PROMPT.
Among the entries below, which lines include the string "PunchRecord"? Show each one.

*** RECORDS PROVIDED ***

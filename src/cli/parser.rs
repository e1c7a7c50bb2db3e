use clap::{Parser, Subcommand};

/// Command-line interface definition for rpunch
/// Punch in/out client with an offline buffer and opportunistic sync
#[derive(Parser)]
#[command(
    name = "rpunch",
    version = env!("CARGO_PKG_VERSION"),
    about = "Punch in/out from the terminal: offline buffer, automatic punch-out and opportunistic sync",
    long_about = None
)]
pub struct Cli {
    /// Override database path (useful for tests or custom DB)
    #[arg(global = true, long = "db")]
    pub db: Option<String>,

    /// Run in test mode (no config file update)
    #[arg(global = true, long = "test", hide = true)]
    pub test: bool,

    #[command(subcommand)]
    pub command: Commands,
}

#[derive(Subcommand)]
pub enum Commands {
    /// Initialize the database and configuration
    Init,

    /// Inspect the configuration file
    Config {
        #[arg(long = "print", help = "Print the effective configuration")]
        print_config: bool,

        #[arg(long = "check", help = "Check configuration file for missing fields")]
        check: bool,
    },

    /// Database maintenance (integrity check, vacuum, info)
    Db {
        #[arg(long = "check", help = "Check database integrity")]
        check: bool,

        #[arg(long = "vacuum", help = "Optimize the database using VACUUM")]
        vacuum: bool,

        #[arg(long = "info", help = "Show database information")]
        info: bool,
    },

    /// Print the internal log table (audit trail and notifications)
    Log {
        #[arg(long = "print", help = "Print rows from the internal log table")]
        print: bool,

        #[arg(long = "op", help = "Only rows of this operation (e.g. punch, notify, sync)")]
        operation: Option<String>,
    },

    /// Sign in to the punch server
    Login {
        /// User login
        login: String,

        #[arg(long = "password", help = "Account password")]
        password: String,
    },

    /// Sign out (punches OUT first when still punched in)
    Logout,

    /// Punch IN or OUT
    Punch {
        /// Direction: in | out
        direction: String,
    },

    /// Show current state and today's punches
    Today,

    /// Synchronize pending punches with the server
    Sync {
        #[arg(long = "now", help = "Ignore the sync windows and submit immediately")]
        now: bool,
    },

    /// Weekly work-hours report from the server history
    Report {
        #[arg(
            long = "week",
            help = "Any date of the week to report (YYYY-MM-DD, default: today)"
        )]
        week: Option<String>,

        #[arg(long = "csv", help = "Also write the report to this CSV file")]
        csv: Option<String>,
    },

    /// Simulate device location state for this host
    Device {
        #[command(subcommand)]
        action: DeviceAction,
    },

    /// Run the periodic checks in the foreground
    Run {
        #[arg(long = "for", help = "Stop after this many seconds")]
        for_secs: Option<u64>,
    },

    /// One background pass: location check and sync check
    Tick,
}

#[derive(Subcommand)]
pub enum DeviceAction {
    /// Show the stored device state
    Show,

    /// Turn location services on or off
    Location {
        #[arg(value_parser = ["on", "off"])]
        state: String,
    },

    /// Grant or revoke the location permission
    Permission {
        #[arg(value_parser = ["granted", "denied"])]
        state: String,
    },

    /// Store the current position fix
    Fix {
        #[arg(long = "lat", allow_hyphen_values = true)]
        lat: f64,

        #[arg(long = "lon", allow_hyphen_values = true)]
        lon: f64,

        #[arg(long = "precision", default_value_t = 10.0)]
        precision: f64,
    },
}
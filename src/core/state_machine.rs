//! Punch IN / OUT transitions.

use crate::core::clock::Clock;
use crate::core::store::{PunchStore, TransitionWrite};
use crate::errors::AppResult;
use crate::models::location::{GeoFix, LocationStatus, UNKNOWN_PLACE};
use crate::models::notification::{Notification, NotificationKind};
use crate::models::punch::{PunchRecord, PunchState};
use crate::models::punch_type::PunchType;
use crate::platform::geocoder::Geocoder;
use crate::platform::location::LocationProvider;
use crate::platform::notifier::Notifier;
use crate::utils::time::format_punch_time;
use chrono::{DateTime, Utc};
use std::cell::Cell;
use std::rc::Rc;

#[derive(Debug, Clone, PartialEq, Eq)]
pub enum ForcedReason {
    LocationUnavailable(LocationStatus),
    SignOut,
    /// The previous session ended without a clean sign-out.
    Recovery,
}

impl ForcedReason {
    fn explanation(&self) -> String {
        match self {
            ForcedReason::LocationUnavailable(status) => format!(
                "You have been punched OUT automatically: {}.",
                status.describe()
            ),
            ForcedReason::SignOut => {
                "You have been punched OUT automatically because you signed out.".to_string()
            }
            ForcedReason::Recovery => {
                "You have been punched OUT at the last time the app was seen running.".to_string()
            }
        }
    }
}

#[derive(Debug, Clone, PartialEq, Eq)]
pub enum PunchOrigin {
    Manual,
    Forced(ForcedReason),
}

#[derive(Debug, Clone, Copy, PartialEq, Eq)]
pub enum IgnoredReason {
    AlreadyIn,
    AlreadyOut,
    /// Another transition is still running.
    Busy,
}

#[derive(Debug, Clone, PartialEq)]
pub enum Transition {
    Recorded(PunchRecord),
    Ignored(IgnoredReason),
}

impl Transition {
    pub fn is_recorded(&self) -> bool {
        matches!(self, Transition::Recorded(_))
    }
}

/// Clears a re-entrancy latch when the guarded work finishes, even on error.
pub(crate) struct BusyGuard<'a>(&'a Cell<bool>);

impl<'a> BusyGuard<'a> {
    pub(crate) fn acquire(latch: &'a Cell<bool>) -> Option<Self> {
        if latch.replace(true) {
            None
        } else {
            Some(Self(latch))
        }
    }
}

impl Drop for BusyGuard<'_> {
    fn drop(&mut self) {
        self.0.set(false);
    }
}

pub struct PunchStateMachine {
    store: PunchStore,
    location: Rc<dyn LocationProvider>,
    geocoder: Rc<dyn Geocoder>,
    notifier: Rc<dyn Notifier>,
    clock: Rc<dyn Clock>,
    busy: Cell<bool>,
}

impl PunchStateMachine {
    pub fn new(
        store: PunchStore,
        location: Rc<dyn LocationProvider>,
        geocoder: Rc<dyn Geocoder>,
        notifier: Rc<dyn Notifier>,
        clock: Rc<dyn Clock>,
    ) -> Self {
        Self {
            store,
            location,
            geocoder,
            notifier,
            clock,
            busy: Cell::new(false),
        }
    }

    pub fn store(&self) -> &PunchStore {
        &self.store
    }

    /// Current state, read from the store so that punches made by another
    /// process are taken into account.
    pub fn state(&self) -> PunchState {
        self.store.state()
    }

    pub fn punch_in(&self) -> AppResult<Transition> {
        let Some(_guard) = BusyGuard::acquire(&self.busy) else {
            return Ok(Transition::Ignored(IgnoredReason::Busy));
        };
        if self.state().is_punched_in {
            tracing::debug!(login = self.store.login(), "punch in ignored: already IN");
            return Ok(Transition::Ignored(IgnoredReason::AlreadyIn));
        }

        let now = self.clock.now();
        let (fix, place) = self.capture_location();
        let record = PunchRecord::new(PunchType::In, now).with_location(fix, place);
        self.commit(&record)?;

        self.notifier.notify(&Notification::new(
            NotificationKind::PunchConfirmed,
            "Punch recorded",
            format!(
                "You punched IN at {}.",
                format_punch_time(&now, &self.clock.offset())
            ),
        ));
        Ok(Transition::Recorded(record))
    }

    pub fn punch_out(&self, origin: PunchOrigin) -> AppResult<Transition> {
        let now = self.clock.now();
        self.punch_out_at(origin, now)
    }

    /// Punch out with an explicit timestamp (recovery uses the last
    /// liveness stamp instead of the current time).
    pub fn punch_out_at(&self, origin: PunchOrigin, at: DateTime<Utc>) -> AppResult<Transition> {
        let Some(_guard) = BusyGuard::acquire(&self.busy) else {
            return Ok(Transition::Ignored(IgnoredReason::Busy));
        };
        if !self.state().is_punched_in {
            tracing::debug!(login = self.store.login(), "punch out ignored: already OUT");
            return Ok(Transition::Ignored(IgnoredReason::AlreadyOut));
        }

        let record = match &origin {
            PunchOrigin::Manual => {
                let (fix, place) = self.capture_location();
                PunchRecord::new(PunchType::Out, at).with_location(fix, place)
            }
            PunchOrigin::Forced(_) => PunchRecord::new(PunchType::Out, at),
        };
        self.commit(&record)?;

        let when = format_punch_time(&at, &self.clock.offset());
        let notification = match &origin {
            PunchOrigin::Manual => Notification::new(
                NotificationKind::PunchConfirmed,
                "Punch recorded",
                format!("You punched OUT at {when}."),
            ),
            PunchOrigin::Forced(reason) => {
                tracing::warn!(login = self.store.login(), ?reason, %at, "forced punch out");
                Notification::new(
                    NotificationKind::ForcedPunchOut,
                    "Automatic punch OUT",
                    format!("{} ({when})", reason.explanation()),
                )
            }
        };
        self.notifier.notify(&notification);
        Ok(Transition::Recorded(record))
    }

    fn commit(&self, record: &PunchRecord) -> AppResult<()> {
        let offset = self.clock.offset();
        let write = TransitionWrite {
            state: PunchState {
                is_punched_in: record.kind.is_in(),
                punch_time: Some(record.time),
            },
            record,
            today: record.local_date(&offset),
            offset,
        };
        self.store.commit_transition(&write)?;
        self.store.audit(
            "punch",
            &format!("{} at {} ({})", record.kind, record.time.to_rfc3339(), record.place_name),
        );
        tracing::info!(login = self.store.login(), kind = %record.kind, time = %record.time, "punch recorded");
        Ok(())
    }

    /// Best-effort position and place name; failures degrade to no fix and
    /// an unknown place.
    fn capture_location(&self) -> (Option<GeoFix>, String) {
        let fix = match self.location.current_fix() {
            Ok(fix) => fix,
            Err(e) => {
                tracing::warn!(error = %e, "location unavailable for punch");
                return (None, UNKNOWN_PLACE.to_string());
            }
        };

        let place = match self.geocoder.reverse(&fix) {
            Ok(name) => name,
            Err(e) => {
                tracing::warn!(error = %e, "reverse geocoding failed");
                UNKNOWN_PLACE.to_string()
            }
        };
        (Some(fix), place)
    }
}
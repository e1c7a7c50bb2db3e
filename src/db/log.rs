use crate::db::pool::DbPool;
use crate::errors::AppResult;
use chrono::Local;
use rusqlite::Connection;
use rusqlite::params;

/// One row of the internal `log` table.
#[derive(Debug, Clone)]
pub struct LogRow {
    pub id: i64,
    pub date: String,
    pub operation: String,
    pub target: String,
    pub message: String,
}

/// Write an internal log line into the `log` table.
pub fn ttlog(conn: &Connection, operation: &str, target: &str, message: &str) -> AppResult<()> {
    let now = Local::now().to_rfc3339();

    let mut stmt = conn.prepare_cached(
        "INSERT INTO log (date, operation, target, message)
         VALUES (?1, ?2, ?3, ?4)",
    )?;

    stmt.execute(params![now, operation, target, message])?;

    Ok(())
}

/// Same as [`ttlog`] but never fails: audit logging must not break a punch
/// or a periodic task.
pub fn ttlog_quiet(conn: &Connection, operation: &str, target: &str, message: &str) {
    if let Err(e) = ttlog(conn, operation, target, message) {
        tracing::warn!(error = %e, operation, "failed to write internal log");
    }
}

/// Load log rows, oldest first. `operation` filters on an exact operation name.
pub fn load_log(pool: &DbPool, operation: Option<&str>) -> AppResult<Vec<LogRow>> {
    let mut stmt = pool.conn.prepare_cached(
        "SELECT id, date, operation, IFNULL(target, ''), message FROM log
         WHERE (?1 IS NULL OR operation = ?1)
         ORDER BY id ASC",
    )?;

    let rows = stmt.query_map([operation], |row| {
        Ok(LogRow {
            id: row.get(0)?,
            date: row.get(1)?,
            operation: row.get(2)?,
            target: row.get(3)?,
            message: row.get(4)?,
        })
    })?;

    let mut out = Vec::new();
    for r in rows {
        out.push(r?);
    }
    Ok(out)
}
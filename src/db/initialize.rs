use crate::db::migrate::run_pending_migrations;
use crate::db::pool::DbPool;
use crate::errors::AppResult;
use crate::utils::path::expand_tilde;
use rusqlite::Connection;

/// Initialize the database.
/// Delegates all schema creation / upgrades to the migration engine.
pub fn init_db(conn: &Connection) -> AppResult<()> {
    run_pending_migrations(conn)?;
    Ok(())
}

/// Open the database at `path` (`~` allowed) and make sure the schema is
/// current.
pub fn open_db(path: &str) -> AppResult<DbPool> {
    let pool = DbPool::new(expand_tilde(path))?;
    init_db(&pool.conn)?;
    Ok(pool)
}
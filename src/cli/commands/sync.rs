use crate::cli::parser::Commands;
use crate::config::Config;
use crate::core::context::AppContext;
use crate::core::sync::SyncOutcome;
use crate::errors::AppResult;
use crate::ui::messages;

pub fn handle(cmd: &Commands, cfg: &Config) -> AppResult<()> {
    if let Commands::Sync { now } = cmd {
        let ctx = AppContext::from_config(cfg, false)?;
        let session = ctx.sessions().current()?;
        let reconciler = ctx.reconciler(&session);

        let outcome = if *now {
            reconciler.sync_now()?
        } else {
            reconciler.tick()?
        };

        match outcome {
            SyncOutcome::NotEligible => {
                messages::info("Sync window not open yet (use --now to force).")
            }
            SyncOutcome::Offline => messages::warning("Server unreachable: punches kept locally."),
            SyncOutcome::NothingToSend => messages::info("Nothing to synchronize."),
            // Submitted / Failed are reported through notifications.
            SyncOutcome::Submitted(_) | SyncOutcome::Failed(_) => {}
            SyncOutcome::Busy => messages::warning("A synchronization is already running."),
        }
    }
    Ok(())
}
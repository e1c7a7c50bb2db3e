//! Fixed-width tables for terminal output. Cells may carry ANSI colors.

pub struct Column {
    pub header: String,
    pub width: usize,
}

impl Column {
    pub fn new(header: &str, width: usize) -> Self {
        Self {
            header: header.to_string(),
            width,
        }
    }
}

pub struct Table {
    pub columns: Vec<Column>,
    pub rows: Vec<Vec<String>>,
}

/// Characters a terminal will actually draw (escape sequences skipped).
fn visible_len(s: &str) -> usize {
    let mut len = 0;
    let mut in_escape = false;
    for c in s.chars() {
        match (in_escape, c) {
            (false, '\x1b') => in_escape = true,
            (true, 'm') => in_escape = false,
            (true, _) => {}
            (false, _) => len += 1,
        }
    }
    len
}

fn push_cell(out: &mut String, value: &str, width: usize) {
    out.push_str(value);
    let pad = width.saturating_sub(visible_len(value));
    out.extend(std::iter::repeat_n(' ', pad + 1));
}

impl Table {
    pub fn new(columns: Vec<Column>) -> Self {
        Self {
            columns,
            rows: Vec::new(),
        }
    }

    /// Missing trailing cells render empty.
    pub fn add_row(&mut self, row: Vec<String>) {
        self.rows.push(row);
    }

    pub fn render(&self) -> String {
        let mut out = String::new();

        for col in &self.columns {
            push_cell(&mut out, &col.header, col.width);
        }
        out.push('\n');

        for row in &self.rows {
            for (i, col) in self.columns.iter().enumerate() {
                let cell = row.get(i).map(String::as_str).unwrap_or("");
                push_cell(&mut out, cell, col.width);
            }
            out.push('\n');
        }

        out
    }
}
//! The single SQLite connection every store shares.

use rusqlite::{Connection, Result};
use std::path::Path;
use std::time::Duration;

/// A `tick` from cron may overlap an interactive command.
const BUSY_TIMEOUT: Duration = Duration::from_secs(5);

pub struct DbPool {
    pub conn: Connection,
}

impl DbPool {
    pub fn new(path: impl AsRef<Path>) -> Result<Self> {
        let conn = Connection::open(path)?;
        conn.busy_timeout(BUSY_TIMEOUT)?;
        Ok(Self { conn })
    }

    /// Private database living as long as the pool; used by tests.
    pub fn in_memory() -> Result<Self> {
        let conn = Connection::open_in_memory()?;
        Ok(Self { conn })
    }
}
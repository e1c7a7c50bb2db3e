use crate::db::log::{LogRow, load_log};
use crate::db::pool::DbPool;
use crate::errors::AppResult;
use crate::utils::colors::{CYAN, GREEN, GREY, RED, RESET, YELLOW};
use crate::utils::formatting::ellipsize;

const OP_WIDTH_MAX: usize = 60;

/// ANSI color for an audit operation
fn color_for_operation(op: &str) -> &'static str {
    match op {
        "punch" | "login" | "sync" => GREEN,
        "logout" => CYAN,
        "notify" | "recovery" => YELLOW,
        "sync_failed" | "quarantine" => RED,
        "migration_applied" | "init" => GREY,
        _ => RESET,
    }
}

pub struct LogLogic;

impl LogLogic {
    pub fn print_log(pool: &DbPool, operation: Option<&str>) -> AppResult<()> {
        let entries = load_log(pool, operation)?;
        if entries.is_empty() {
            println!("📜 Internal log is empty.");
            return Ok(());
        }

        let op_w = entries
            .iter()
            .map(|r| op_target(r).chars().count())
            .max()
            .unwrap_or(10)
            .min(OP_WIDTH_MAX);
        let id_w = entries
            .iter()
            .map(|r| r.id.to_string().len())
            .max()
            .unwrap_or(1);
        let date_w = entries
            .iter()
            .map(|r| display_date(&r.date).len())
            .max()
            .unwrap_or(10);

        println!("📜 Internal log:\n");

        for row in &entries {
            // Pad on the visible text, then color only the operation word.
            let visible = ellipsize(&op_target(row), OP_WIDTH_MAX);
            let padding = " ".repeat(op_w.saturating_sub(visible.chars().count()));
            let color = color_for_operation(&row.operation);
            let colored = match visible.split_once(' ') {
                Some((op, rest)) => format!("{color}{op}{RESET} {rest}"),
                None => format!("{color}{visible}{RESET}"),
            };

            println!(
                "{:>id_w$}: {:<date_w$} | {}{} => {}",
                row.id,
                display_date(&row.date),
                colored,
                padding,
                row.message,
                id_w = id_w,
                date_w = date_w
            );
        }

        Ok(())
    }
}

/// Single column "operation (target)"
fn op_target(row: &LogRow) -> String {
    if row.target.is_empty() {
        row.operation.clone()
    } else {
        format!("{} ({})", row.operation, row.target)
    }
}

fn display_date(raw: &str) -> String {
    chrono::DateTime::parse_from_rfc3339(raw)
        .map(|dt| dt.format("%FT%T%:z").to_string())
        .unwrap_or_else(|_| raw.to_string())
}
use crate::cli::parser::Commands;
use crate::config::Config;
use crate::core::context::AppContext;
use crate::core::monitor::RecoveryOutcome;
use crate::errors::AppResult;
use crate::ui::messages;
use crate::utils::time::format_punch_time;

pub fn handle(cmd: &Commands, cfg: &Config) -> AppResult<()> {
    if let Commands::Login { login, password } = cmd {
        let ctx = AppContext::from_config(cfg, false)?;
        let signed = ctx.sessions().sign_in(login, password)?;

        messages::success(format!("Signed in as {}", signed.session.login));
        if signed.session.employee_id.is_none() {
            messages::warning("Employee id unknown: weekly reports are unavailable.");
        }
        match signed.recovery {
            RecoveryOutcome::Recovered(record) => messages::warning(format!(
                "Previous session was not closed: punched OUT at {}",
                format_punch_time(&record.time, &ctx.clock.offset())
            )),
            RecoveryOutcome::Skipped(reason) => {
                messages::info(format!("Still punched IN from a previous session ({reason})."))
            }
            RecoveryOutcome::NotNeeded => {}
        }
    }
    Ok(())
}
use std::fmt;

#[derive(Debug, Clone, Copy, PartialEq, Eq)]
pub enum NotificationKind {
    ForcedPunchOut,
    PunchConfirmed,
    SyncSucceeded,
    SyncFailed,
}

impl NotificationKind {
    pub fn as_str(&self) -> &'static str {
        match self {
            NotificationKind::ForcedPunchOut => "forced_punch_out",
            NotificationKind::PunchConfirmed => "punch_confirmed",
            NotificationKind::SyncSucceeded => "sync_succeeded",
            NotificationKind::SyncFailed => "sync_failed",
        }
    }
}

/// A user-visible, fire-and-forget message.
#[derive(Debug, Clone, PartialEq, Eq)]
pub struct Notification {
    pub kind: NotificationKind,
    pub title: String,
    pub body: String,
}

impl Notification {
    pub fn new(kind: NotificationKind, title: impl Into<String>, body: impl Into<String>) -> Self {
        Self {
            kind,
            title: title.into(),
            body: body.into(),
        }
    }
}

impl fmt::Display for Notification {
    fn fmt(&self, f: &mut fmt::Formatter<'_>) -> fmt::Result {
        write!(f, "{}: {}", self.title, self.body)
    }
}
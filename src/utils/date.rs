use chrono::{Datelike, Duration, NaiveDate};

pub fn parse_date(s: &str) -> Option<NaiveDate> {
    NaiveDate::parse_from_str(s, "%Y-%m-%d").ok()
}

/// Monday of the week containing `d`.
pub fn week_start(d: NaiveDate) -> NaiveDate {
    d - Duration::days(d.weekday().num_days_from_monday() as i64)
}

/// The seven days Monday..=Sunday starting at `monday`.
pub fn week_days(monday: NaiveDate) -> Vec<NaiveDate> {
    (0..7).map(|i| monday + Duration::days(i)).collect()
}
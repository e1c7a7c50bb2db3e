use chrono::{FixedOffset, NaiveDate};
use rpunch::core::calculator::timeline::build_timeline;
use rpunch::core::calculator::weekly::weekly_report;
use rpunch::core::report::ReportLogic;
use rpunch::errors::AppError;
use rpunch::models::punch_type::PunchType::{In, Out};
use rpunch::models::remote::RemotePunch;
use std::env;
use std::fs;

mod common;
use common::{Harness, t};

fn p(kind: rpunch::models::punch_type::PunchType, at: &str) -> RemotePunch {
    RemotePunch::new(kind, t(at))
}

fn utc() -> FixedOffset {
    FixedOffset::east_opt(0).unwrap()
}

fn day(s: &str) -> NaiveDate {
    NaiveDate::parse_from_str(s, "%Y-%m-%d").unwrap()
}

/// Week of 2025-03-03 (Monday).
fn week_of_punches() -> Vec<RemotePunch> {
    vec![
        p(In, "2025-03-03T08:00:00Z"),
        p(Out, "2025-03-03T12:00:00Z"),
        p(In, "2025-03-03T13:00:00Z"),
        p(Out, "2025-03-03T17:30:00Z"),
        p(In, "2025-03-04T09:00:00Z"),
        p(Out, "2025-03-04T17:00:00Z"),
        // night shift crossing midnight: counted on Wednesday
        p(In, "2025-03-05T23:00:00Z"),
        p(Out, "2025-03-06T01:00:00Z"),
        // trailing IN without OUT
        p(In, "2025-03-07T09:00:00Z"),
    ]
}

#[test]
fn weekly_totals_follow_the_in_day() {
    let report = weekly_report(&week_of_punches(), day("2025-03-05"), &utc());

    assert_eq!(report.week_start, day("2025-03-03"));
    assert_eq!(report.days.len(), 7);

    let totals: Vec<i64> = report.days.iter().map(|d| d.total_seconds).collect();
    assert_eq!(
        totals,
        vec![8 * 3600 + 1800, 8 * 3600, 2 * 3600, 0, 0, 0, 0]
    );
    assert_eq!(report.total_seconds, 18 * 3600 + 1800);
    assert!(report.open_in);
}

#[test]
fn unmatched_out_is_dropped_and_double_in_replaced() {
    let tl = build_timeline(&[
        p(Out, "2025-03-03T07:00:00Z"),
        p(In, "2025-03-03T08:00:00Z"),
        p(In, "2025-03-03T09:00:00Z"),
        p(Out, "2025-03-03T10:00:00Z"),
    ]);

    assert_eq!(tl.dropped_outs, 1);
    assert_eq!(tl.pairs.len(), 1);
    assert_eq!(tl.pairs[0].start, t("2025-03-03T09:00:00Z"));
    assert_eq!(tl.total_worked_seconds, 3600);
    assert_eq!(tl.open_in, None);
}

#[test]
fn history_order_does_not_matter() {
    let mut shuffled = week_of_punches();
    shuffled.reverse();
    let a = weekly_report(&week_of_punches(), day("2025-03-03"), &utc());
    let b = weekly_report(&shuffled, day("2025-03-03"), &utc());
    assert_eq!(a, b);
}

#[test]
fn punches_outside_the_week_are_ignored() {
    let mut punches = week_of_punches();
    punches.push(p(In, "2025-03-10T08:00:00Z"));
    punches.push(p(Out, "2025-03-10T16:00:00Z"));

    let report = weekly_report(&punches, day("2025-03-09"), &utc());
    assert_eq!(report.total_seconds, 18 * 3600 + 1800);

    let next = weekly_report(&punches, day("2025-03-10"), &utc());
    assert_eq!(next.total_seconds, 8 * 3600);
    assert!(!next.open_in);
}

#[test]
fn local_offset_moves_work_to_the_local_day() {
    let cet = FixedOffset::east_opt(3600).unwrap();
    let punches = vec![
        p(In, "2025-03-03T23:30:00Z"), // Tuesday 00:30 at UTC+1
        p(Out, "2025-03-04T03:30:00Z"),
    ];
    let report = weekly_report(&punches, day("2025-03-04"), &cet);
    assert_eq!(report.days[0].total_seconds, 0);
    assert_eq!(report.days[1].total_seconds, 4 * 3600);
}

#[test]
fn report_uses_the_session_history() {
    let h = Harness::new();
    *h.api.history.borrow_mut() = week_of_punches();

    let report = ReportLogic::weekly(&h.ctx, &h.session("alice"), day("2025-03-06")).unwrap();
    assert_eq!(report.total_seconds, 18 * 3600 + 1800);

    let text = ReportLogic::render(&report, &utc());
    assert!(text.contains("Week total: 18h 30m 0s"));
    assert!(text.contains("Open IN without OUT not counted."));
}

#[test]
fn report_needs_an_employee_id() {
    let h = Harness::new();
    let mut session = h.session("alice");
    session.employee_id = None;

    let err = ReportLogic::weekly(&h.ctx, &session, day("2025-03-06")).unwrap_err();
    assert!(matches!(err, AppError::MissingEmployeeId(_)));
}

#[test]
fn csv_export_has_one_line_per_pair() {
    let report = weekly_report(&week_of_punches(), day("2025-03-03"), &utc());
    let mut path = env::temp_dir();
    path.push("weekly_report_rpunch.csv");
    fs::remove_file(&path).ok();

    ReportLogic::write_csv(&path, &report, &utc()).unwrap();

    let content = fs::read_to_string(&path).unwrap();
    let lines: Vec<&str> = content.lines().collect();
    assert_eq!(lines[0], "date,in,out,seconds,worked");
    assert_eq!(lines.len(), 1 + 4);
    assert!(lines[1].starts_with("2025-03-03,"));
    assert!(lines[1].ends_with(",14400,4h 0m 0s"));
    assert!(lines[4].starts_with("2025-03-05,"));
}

*** End of RECORDS PROVIDED ***

ANSWER BOX.
use crate::models::punch::{PunchRecord, PunchState};
    Recorded(PunchRecord),
        let record = PunchRecord::new(PunchType::In, now).with_location(fix, place);
                PunchRecord::new(PunchType::Out, at).with_location(fix, place)
            PunchOrigin::Forced(_) => PunchRecord::new(PunchType::Out, at),
    fn commit(&self, record: &PunchRecord) -> AppResult<()> {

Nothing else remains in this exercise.